Controlling for Differences in Analyzed Protein Content
While all intracellular Western blots were normalized according to a BCA assay, and protein loading was verified by Ponceau S, and eventually the house-keeping protein, β-actin, demonstrating similar levels of total secreted protein in each analysis is a more difficult task. To ensure that similar amounts of secreted protein were used for Western blots and GLuc assays, we plated the same number of cells in all transfected wells, monitored viability in particular experiments to ensure similar ultimate cell numbers before the assays, performed the experiments up to 8 times, and periodically switched the orientation of the transfected wells so that the trends we observed were not due simply to higher amounts of evaporation in wells along the edge of the plate. Furthermore, previously, we have performed cotransfection experiments with a secreted control protein, humanized GLuc (hGLuc), in an identical manner to the transfection experiments described herein, and observed no significant differences in secreted levels of the control protein across different transfected samples.36 
Pathogenic Versus NonPathogenic Prediction of MYOC Mutations
We based the designation of polymorphic versus pathogenic on criteria established previously (available in the public domain at www.myocilin.com12). This designation takes into account the type of mutation (i.e., frame shift versus nonsense), sequence frequency in control populations, location of the mutation within the MYOC domain structure, evidence of partial segregation within a family, and the results of any solubility studies. 
Statistical Analysis
To determine statistical significance, samples were compared using either a 1-sample t-test or 2-sample t-test, where appropriate. Significance was set at *P < 0.05, **P < 0.01, and ***P < 0.001. 
Results
Fusion of a Naturally Secreted Luciferase to MYOC Does Not Substantially Alter Its Secretion Profile or Soluble Intracellular Levels
Initially, to assess for potential differences in how eGLuc2-tagged MYOC is secreted and handled within the cell, we compared the secretion and intracellular profile of untagged WT MYOC and WT MYOC FLAG (FT, used extensively in past experiments2,37,38) to WT MYOC eGLuc2. We found that indeed, all three variants are readily secreted from transfected cells and detectable in the media 48 hours after initial transfection (Fig. 1B), and that all three variants have similar soluble, intracellular steady-state levels (Fig. 1C). A more detailed assay validation analysis in which we compared and contrasted the behavior of MYOC FT and MYOC eGLuc2 variants under different chemical and biochemical conditions can be found in the Supplementary Material (Supplementary Figs. S1–S4). 

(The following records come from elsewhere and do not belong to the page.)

impl<T: Transport> MatchContext<T> {
    /// Create the authority's context and deal every participant's deck.
    ///
    /// `participants` must hold exactly two distinct ids, one of them `local`.
    pub fn authority(
        config: MatchConfig,
        catalog: Arc<CardCatalog>,
        local: ParticipantId,
        participants: &[ParticipantId],
        transport: T,
    ) -> DuelResult<Self> {
        if participants.len() != PARTICIPANTS_PER_MATCH {
            return Err(DuelError::ParticipantCount {
                expected: PARTICIPANTS_PER_MATCH,
                got: participants.len(),
            });
        }
        for (i, id) in participants.iter().enumerate() {
            if participants[..i].contains(id) {
                return Err(DuelError::DuplicateParticipant(*id));
            }
        }
        if !participants.contains(&local) {
            return Err(DuelError::UnknownParticipant(local));
        }

        let state = MatchState::seeded(participants.iter().copied(), &catalog, &config);
        info!(
            local = %local,
            seed = config.seed,
            turns = config.total_turns,
            cards = catalog.len(),
            "authority created"
        );
        Ok(Self::build(config, catalog, local, Role::Authority, state, transport))
    }

    /// Create a replica's context. State stays empty until a snapshot arrives.
    pub fn replica(
        config: MatchConfig,
        catalog: Arc<CardCatalog>,
        local: ParticipantId,
        transport: T,
    ) -> DuelResult<Self> {
        debug!(local = %local, "replica created");
        Ok(Self::build(config, catalog, local, Role::Replica, MatchState::new(), transport))
    }

    fn build(
        config: MatchConfig,
        catalog: Arc<CardCatalog>,
        local: ParticipantId,
        role: Role,
        state: MatchState,
        transport: T,
    ) -> Self {
        let resolver = TurnResolver::new(config.clone(), Arc::clone(&catalog));
        Self {
            config,
            catalog,
            local,
            role,
            state,
            resolver,
            replication: ReplicationCoordinator::new(),
            transport,
            events: EventChannel::default(),
            time_remaining: None,
            final_scores: None,
        }
    }

    // ------------------------------------------------------------------
    // Commands
    // ------------------------------------------------------------------

    /// Begin turn 1 (authority only).
    ///
    /// Every other participant is sent its starting state, so replicas that
    /// joined before the match started need not ask for it.
    pub fn start(&mut self) {
        if !self.is_authority() {
            debug!("start ignored on replica");
            return;
        }
        if self.state.turn > 0 {
            debug!(turn = self.state.turn, "start ignored: match already running");
            return;
        }
        self.resolver.start(&mut self.state);
        let others: Vec<ParticipantId> = self.state.participants.ids().filter(|id| *id != self.local).collect();
        for target in others {
            self.send_full_state(target);
        }
        self.time_remaining = Some(self.resolver.timer().remaining());
        self.events.publish(Notification::RefreshRequested);
    }

    /// Ask the authority for the full state (replica only).
    pub fn request_full_state(&mut self) {
        if self.is_authority() {
            debug!("full state request ignored on authority");
            return;
        }
        self.send(Recipients::Authority, Message::RequestFullState { requester: self.local });
    }

    /// Submit the local participant's cards for the current turn.
    pub fn play_cards(&mut self, cards: Vec<CardId>) {
        if self.is_finished() {
            debug!("play ignored: match finished");
            return;
        }
        match self.role {
            Role::Authority => self.record_submission(self.local, cards),
            Role::Replica => {
                self.send(
                    Recipients::Authority,
                    Message::PlayCards {
                        participant: self.local,
                        cards,
                    },
                );
                self.events.publish(Notification::SubmissionRecorded { participant: self.local });
            }
        }
    }

    /// Advance the turn timer by one second (authority only).
    ///
    /// Expiry resolves the turn the timer was armed for.
    pub fn advance_timer(&mut self) -> TimerStep {
        if !self.is_authority() || self.is_finished() {
            return TimerStep::Idle;
        }
        let step = self.resolver.tick();
        match step {
            TimerStep::Idle => {}
            TimerStep::Tick { remaining, .. } => self.broadcast_tick(remaining),
            TimerStep::Expired { turn } => {
                self.broadcast_tick(0);
                info!(turn, "turn timer expired");
                self.resolve_turn(turn);
            }
        }
        step
    }

    /// Change role, e.g. when the host migrates authority.
    ///
    /// A promoted replica continues from its replicated state: the current
    /// turn restarts with no submissions and a full timer. If the final
    /// turn's result was already applied, the match is ended from the
    /// replicated scores instead.
    pub fn set_role(&mut self, role: Role) {
        if role == self.role {
            return;
        }
        info!(local = %self.local, ?role, turn = self.state.turn, "role changed");
        self.role = role;
        if role != Role::Authority {
            return;
        }

        let final_applied = matches!(
            self.replication.last_applied_turn(),
            Some(resolved) if resolved >= self.config.total_turns
        );
        let finished = self.is_finished() || final_applied;
        self.resolver.resume(&self.state, finished);
        if final_applied && !self.is_finished() {
            info!(turn = self.state.turn, "final turn already resolved, ending match");
            let scores = self.replication.final_scores(&self.state);
            self.send(Recipients::Others, Message::EndGame(scores.clone()));
            self.finish(scores);
        }
    }

    // ------------------------------------------------------------------
    // Inbound
    // ------------------------------------------------------------------

    /// Decode and handle a message.
    pub fn handle_bytes(&mut self, bytes: &[u8]) -> DuelResult<()> {
        let message = Message::decode(bytes)?;
        self.handle_message(message);
        Ok(())
    }

    /// Handle a message received from another participant.
    pub fn handle_message(&mut self, message: Message) {
        match (self.role, message) {
            (Role::Authority, Message::PlayCards { participant, cards }) => {
                self.record_submission(participant, cards);
            }
            (Role::Authority, Message::RequestFullState { requester }) => {
                self.send_full_state(requester);
                if let Some(scores) = self.final_scores.clone() {
                    self.send(Recipients::Participant(requester), Message::EndGame(scores));
                }
            }
            (Role::Replica, Message::TurnResult(snapshot)) => self.apply_turn_result(&snapshot),
            (Role::Replica, Message::FullState { target, snapshot }) => {
                if target == self.local {
                    self.restore_full_state(&snapshot);
                } else {
                    debug!(target = %target, "full state for another participant ignored");
                }
            }
            (Role::Replica, Message::EndGame(scores)) => {
                for (id, score) in scores.scores.iter() {
                    if let Some(participant) = self.state.participant_mut(id) {
                        participant.score = *score;
                    }
                }
                self.finish(scores);
            }
            (Role::Replica, Message::TimerTick { remaining }) => {
                self.time_remaining = Some(remaining);
                self.events.publish(Notification::TimerTick { remaining });
            }
            (role, message) => {
                debug!(?role, code = message.event_code(), "message not handled in this role");
            }
        }
    }

    // ------------------------------------------------------------------
    // Authority internals
    // ------------------------------------------------------------------

    fn record_submission(&mut self, participant: ParticipantId, cards: Vec<CardId>) {
        if !self.state.participants.contains(participant) {
            warn!(participant = %participant, "submission from unknown participant ignored");
            return;
        }
        if !self.resolver.submit(participant, cards) {
            return;
        }
        self.events.publish(Notification::SubmissionRecorded { participant });
        if self.resolver.all_submitted(&self.state) {
            let turn = self.state.turn;
            self.resolve_turn(turn);
        }
    }

    fn resolve_turn(&mut self, turn: u32) {
        let Some(report) = self.resolver.resolve(&mut self.state, turn) else {
            return;
        };
        let snapshot = self.replication.turn_result(&self.state, &report);
        self.send(Recipients::Others, Message::TurnResult(snapshot));
        self.time_remaining = self.resolver.timer().is_running().then(|| self.resolver.timer().remaining());
        self.events.publish(Notification::TurnResolved { turn: report.turn });
        self.events.publish(Notification::RefreshRequested);

        if report.finished {
            let scores = self.replication.final_scores(&self.state);
            self.send(Recipients::Others, Message::EndGame(scores.clone()));
            self.finish(scores);
        }
    }

    fn send_full_state(&mut self, target: ParticipantId) {
        let snapshot = self.replication.full_state(&self.state, self.state.turn);
        debug!(target = %target, turn = snapshot.turn, "sending full state");
        self.send(Recipients::Others, Message::FullState { target, snapshot });
    }

    fn broadcast_tick(&mut self, remaining: u32) {
        self.time_remaining = Some(remaining);
        self.send(Recipients::Others, Message::TimerTick { remaining });
        self.events.publish(Notification::TimerTick { remaining });
    }

    // ------------------------------------------------------------------
    // Replica internals
    // ------------------------------------------------------------------

    fn apply_turn_result(&mut self, snapshot: &TurnResultSnapshot) {
        let outcome = self
            .replication
            .apply_turn_result(&mut self.state, snapshot, self.config.total_turns);
        if outcome == ApplyOutcome::Applied {
            // The authority re-armed its timer for the next turn, if any
            self.time_remaining =
                (snapshot.turn_index < self.config.total_turns).then_some(self.config.turn_duration);
            self.events.publish(Notification::TurnResolved { turn: snapshot.turn_index });
            self.events.publish(Notification::RefreshRequested);
        }
    }

    fn restore_full_state(&mut self, snapshot: &FullStateSnapshot) {
        if self.replication.restore_full_state(&mut self.state, snapshot) == ApplyOutcome::Applied {
            self.events.publish(Notification::RefreshRequested);
        }
    }

    // ------------------------------------------------------------------
    // Shared
    // ------------------------------------------------------------------

    fn finish(&mut self, scores: FinalScores) {
        if self.final_scores.is_some() {
            debug!("duplicate end of match ignored");
            return;
        }
        if scores.score_of(self.local).is_none() {
            warn!(local = %self.local, "final scores have no local entry, counting 0");
        }
        let outcome = scores.outcome_for(self.local);
        let own_score = scores.score_of(self.local).unwrap_or(0);
        let opponent_score = scores.opponent_score(self.local);
        info!(local = %self.local, ?outcome, own_score, opponent_score, "match ended");

        self.time_remaining = None;
        self.final_scores = Some(scores);
        self.events.publish(Notification::MatchEnded {
            outcome,
            own_score,
            opponent_score,
        });
    }

    fn send(&mut self, recipients: Recipients, message: Message) {
        let code = message.event_code();
        let envelope = Envelope::new(self.local, recipients, message);
        if let Err(err) = self.transport.send(envelope) {
            warn!(code, error = %err, "transport send failed");
        }
    }

    // ------------------------------------------------------------------
    // Read access
    // ------------------------------------------------------------------

    /// Local match state.
    #[must_use]
    pub fn state(&self) -> &MatchState {
        &self.state
    }

    /// Current turn (0 before the match starts).
    #[must_use]
    pub fn turn(&self) -> u32 {
        self.state.turn
    }

    /// A participant's state.
    #[must_use]
    pub fn participant(&self, id: ParticipantId) -> Option<&ParticipantState> {
        self.state.participant(id)
    }

    /// This process's participant id.
    #[must_use]
    pub fn local_participant(&self) -> ParticipantId {
        self.local
    }

    /// This process's participant state, once known.
    #[must_use]
    pub fn local_state(&self) -> Option<&ParticipantState> {
        self.state.participant(self.local)
    }

    /// Current role.
    #[must_use]
    pub fn role(&self) -> Role {
        self.role
    }

    /// Check whether this process is the authority.
    #[must_use]
    pub fn is_authority(&self) -> bool {
        self.role == Role::Authority
    }

    /// Check whether any participant state is present.
    #[must_use]
    pub fn is_initialized(&self) -> bool {
        self.state.is_initialized()
    }

    /// Check whether the match has ended.
    #[must_use]
    pub fn is_finished(&self) -> bool {
        self.final_scores.is_some()
    }

    /// Local outcome, once the match has ended.
    #[must_use]
    pub fn outcome(&self) -> Option<MatchOutcome> {
        self.final_scores.as_ref().map(|s| s.outcome_for(self.local))
    }

    /// Final scores, once the match has ended.
    #[must_use]
    pub fn final_scores(&self) -> Option<&FinalScores> {
        self.final_scores.as_ref()
    }

    /// Seconds left in the current turn, as last known.
    #[must_use]
    pub fn time_remaining(&self) -> Option<u32> {
        self.time_remaining
    }

    /// Receiver for presentation notifications.
    #[must_use]
    pub fn notifications(&self) -> Receiver<Notification> {
        self.events.receiver()
    }

    /// Match configuration.
    #[must_use]
    pub fn config(&self) -> &MatchConfig {
        &self.config
    }

    /// Card catalog.
    #[must_use]
    pub fn catalog(&self) -> &CardCatalog {
        &self.catalog
    }

    /// The outbound transport.
    #[must_use]
    pub fn transport(&self) -> &T {
        &self.transport
    }

    /// The outbound transport, mutably.
    pub fn transport_mut(&mut self) -> &mut T {
        &mut self.transport
    }
}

Y437H MYOC eGLuc2 Behaves Similarly to Y437H MYOC FT
We further characterized the use of the GLuc reporter assay for monitoring the secretion and intracellular levels of POAG-associated mutant MYOC variants. Initially, we chose the Y437H mutation due to its prevalence (7.2% of all MYOC disease-causing variants, www.myocilin.com) and prior characterization in cell culture and mouse models.9,14,2325 At 24 hours after media change, a minimal amount of secreted Y437H was detectable in eGLuc2 and FT-tagged conditioned media under reducing conditions (Fig. 2A), but was not observable under nonreducing conditions (Fig. 2A), hinting at the presence of disulfide-bonded aggregates incapable of penetrating the SDS-PAGE gel. On the contrary, WT MYOC was observable under reducing and nonreducing conditions (Fig. 2A). Furthermore, under nonreducing conditions, WT MYOC eGLuc2 displayed near identical apparent disulfide bonding patterns as MYOC FT, consistent with previous findings,39,40 albeit shifted to a slightly higher molecular weight due to the addition of eGLuc2 (Fig. 2A). 
Figure 2
 
Comparison of WT and Y437H MYOC FT and eGLuc2 fusion variants. (AC) HEK-293T cells were transfected for 48 hours followed by a media change (2% FBS media) and incubated for an additional 24 hours before Western blotting the conditioned media (A) or soluble cell lysates (B, C). Single arrow indicates secreted Y437H MYOC FT, whereas the double arrow indicates Y437H MYOC eGLuc2, both of which are difficult to observe in this experiment. Conditioned media and soluble cell lysates were run under reducing and nonreducing conditions to compare disulfide bonding ability of the analyzed variants. Mixed disulfide intermediates are denoted by a bracket. Representative images of three independent experiments.
Figure 2
 
Comparison of WT and Y437H MYOC FT and eGLuc2 fusion variants. (AC) HEK-293T cells were transfected for 48 hours followed by a media change (2% FBS media) and incubated for an additional 24 hours before Western blotting the conditioned media (A) or soluble cell lysates (B, C). Single arrow indicates secreted Y437H MYOC FT, whereas the double arrow indicates Y437H MYOC eGLuc2, both of which are difficult to observe in this experiment. Conditioned media and soluble cell lysates were run under reducing and nonreducing conditions to compare disulfide bonding ability of the analyzed variants. Mixed disulfide intermediates are denoted by a bracket. Representative images of three independent experiments.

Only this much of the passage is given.